A child who is old enough to verbalize that “There’s nothing to do” is old enough and capable of thinking about how to solve this problem. While it may be tempting to come up with a solution, it’s not our job, as parents to entertain them 24 hours a day. Our job is to teach them how to entertain themselves.
Children may be able to creatively resolve this problem, if we give them the opportunity. This means resisting the urge to jump in and do their thinking for them. Here are some ideas:
• Validate and respect the child’s feelings first, rather than encouraging them to find something to do. “Sounds like you’re getting bored.” Or “Perhaps you’ve watched enough TV, huh?”
• Offer to help, such as “Is there something that you need from me?” “Let me know if there’s something I can do.” Continue to do what you were doing, though, or get busy with something you want to do.
• Invite the child to think. “What would you like to do?” or “Tell me two things that sound good to do right now.”

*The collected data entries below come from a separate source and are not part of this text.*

use std::fmt;

pub(crate) type DynStdError = Box<dyn std::error::Error + Send + Sync + 'static>;

/// An error raised while scanning arguments or handling their values.
///
/// The library never prints it. Binaries decide what to do, typically by
/// calling [`Error::exit`].
pub struct Error(Box<Inner>);

struct Inner {
    kind: ErrorKind,
    /// The offending raw argument, as written on the command line.
    input: Option<String>,
    source: Option<DynStdError>,
}

/// The category of an [`Error`].
#[derive(Debug, Clone, Copy, PartialEq, Eq)]
#[non_exhaustive]
pub enum ErrorKind {
    /// An option wants a value but the argument list is exhausted.
    MissingValue,
    /// No known option or positional slot accepts this argument.
    UnexpectedArgument,
    /// A flag got a value attached with `=`.
    UnexpectedValue,
    /// A flag-looking sequence appeared inside a short option cluster.
    ///
    /// The input is the whole argument holding the cluster, e.g. `-a--b`.
    MalformedArgument,
    /// A value failed to convert into the requested type.
    InvalidValue,
    /// A single-use option appeared more than once.
    DuplicatedArgument,
    /// A process argument is not valid UTF-8.
    InvalidUtf8,
}

impl ErrorKind {
    pub(crate) fn with_input(self, input: impl Into<String>) -> Error {
        Error::from(self).with_input(input)
    }
}

impl From<ErrorKind> for Error {
    #[cold]
    fn from(kind: ErrorKind) -> Self {
        Self(Box::new(Inner { kind, input: None, source: None }))
    }
}

impl fmt::Debug for Error {
    fn fmt(&self, f: &mut fmt::Formatter<'_>) -> fmt::Result {
        f.debug_struct("Error")
            .field("kind", &self.0.kind)
            .field("input", &self.0.input)
            .field("source", &self.0.source)
            .finish()
    }
}

impl fmt::Display for Error {
    fn fmt(&self, f: &mut fmt::Formatter<'_>) -> fmt::Result {
        let arg = self.0.input.as_deref().unwrap_or("");
        match self.0.kind {
            ErrorKind::MissingValue => write!(f, "missing value after argument '{arg}'"),
            ErrorKind::UnexpectedArgument => write!(f, "unexpected argument '{arg}'"),
            ErrorKind::UnexpectedValue => write!(f, "unexpected value for argument '{arg}'"),
            ErrorKind::MalformedArgument => write!(f, "malformed argument '{arg}'"),
            ErrorKind::InvalidValue => {
                write!(f, "error parsing argument '{arg}'")?;
                if let Some(src) = &self.0.source {
                    write!(f, ": {src}")?;
                }
                Ok(())
            }
            ErrorKind::DuplicatedArgument => write!(f, "duplicated argument '{arg}'"),
            ErrorKind::InvalidUtf8 => write!(f, "invalid UTF-8 in argument '{arg}'"),
        }
    }
}

impl std::error::Error for Error {
    fn source(&self) -> Option<&(dyn std::error::Error + 'static)> {
        Some(&**self.0.source.as_ref()?)
    }
}

impl Error {
    /// "missing value after argument `arg`".
    pub fn missing_value(arg: impl Into<String>) -> Self {
        ErrorKind::MissingValue.with_input(arg)
    }

    /// "unexpected argument `arg`".
    pub fn unexpected_argument(arg: impl Into<String>) -> Self {
        ErrorKind::UnexpectedArgument.with_input(arg)
    }

    /// "error parsing argument `arg`: `cause`".
    pub fn parse_failed(
        arg: impl Into<String>,
        cause: impl Into<Box<dyn std::error::Error + Send + Sync>>,
    ) -> Self {
        ErrorKind::InvalidValue.with_input(arg).with_source(cause.into())
    }

    pub fn kind(&self) -> ErrorKind {
        self.0.kind
    }

    /// The raw argument this error is about, if known.
    pub fn input(&self) -> Option<&str> {
        self.0.input.as_deref()
    }

    pub(crate) fn with_input(mut self, input: impl Into<String>) -> Self {
        self.0.input = Some(input.into());
        self
    }

    pub(crate) fn with_source(mut self, source: DynStdError) -> Self {
        self.0.source = Some(source);
        self
    }

    /// Attach `arg` as the offending argument unless one is already set.
    ///
    /// Value conversions only see the value itself; the dispatch loop uses
    /// this to point the message at the option instead.
    #[must_use]
    pub fn with_arg_if_missing(self, arg: &str) -> Self {
        if self.0.input.is_some() { self } else { self.with_input(arg) }
    }

    /// Print this error to stderr and exit the process with status 2.
    pub fn exit(&self) -> ! {
        eprintln!("error: {self}");
        std::process::exit(2)
    }
}
#[derive(argscan::Options)]
pub enum Opt<T> {
    #[opt(short)]
    A,
    B(T),
}

fn main() {}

• Give permission to do nothing - unless that’s exactly what your child has been doing all day. “You certainly deserve a break.” “It’s okay to do nothing for a few minutes. Would you like to spend some time with me?”
• When all else fails, and you’re child continues to complain that there’s nothing to do, come up some well-thought-out ideas, such as organizing a kitchen cupboard or sweeping the sidewalk. I was always happy to hand my child the Chore Jar or my To Do List and ask for help. Sometimes I was pleasantly surprised when they were actually bored enough to help me out!